Nueve personas egresadas de la Universidad La Salle Bajío beneficiarias de la Beca San Bautista De La Salle compartieron la mesa con las autoridades universitarias para compartir sus experiencias después de haber concluido sus licenciaturas.
En esta reunión quedó de manifiesto, mediante los testimonios compartidos, que la beca lasallista ha sido un semillero en familias y comunidades enteras de entusiasmo por la educación superior; pero, sobre todo, de esperanza de que se puede lograr. “La beca cambia vidas, cambia enfoques y panoramas”, aseguró Axel Humberto Mariscal Blanco de la generación 2021.
El Hermano Enrique Alejandro González Álvarez, Rector de la Universidad, dio la bienvenida a la asistencia, “qué gusto tenerlos de nuevo en casa”, expresó el doctor. En tanto, el Hermano Julián Espejel Rentería, dirigió la bendición de los alimentos que compartieron esa noche en la Terraza de la Facultad de Gastronomía.

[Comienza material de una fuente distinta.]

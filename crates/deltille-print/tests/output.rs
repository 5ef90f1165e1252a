use std::fs;

use deltille_print::{
    designs, parse_descriptions, render_board, write_design_outputs, BoardSpec, CellGrid,
    CodeTable, DesignReport, LatticeKind, OutputError, OutputOptions, PageLayout, PaperFormat,
    RenderError,
};

#[test]
fn writes_pages_and_description() {
    let dir = tempfile::tempdir().expect("tempdir");
    let out = dir.path().join("pattern.svg");
    let table = CodeTable::builtin();
    let boards = designs::a4_checkerboard().expect("design");

    let opts = OutputOptions {
        paper: PaperFormat::A4,
        tag_id_offset: 0,
        png_dpi: Some(20.0),
        json: true,
    };
    let written = write_design_outputs(&table, &boards, &out, &opts).expect("write");

    assert_eq!(written.pages.len(), 3);
    assert_eq!(written.previews.len(), 3);
    assert_eq!(written.pages[2], dir.path().join("pattern-2.svg"));
    assert_eq!(written.description, dir.path().join("pattern.dsc"));

    let svg = fs::read_to_string(&written.pages[0]).expect("svg");
    assert!(svg.contains("width=\"297mm\" height=\"210mm\""));
    assert!(svg.contains("<path"));

    let png = fs::read(&written.previews[0]).expect("png");
    assert_eq!(&png[..8], b"\x89PNG\r\n\x1a\n");

    let dsc = fs::read_to_string(&written.description).expect("dsc");
    let parsed = parse_descriptions(&dsc).expect("parse");
    let ids: Vec<usize> = parsed.iter().map(|b| b.board_id).collect();
    assert_eq!(ids, vec![0, 1, 2]);
    assert!(parsed.iter().all(|b| b.tag_family == "aprilTag25h9"));

    let report_path = written.report.expect("report");
    let report: DesignReport =
        serde_json::from_str(&fs::read_to_string(report_path).expect("json")).expect("report");
    assert_eq!(report.boards, parsed);
}

#[test]
fn global_offset_shifts_every_tag_id() {
    let dir = tempfile::tempdir().expect("tempdir");
    let table = CodeTable::builtin();
    let boards = designs::a4_deltille().expect("design");

    let read_ids = |offset: u32, name: &str| -> Vec<u32> {
        let opts = OutputOptions {
            tag_id_offset: offset,
            ..OutputOptions::default()
        };
        let written =
            write_design_outputs(&table, &boards, dir.path().join(name), &opts).expect("write");
        let dsc = fs::read_to_string(written.description).expect("dsc");
        parse_descriptions(&dsc)
            .expect("parse")
            .iter()
            .flat_map(|b| b.corners.iter().filter_map(|c| c.tag_id))
            .collect()
    };

    let base = read_ids(0, "base.svg");
    let shifted = read_ids(5, "shifted.svg");
    assert!(!base.is_empty());
    assert_eq!(
        shifted,
        base.iter().map(|id| id + 5).collect::<Vec<_>>()
    );
}

#[test]
fn failing_board_writes_nothing() {
    let dir = tempfile::tempdir().expect("tempdir");
    let table = CodeTable::builtin();
    let mut boards = designs::a4_checkerboard().expect("design");
    let grid = CellGrid::from_codes(&[[1u8, 2]]).expect("grid");
    boards.push(BoardSpec::new(LatticeKind::Square, "delTag16h5", grid, 20.0));

    let err = write_design_outputs(
        &table,
        &boards,
        dir.path().join("pattern.svg"),
        &OutputOptions::default(),
    )
    .expect_err("must fail");
    assert!(matches!(err, OutputError::Render(RenderError::Configuration(_))));
    assert_eq!(fs::read_dir(dir.path()).expect("dir").count(), 0);
}

#[test]
fn unusable_preview_resolution_writes_nothing() {
    let dir = tempfile::tempdir().expect("tempdir");
    let boards = designs::a4_checkerboard().expect("design");
    for dpi in [0.0, f64::NAN, 1.0e5] {
        let opts = OutputOptions {
            png_dpi: Some(dpi),
            ..OutputOptions::default()
        };
        let err = write_design_outputs(
            &CodeTable::builtin(),
            &boards,
            dir.path().join("pattern.svg"),
            &opts,
        )
        .expect_err("must fail");
        assert!(matches!(err, OutputError::Dpi(_)), "{dpi}");
    }
    assert_eq!(fs::read_dir(dir.path()).expect("dir").count(), 0);
}

#[test]
fn boards_are_centered_on_landscape_pages() {
    let table = CodeTable::builtin();
    let boards = designs::a4_checkerboard().expect("design");
    let board = render_board(&table, 0, &boards[0], 0).expect("render");
    let layout = PageLayout::centered(PaperFormat::A4, &board);

    let rect = board.bounds().expect("bounds");
    let (x0, y0) = layout.to_page(rect.min().x, rect.min().y);
    let (x1, y1) = layout.to_page(rect.max().x, rect.max().y);
    approx::assert_relative_eq!(x0, 297.0 - x1, epsilon = 1e-9);
    approx::assert_relative_eq!(y0, 210.0 - y1, epsilon = 1e-9);
}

Ésta es la primera vez que el Departamento de Acompañamiento e Impulso a Egresados organiza la reunión con el fin de estrechar el vínculo con los ahora profesionistas y conocer los retos a los que se han enfrentado, los aprendizajes adquiridos y las recomendaciones que harían para el programa de beneficiarios.
Alondra Infante, Eduardo Mata, Esteban Sánchez, Jéssica Gómez, María Isabel Rodríguez, María José Guadián, Salma Ávila, Sara Daniela y Antonio Flores Marchena coincidieron en que la beca es un giro de 180 grados en sus vidas y, muchas veces, en la de la sus familias y comunidades, no sólo de la Región, sino que la trasciende hacia otros estados como Veracruz, de donde es originario Antonio quien egresó en 2019 y hoy es dueño de su propio negocio.
“Soy el menor de ocho hermanos. Fue un reto alejarme de mi familia y verla sólo cada seis meses; no es fácil estar estudiando y trabajar, es un reto grande, pero se puede lograr”, contó.
Las y los egresados respondieron a algunas preguntas que les hacía el Hermano González Álvarez con el fin de conocerles más. Una de las preguntas era dar algún consejo a las futuras generaciones de beneficiarios. La frase “aprovechar al máximo” fue el común denominador.
Finalmente, las y los invitados recibieron un regalo institucional, que contenía, entre otras cosas, la insignia lasallista que recibieron de manos de la maestra Ma. Socorro Durán González, Vicerrectora Académica.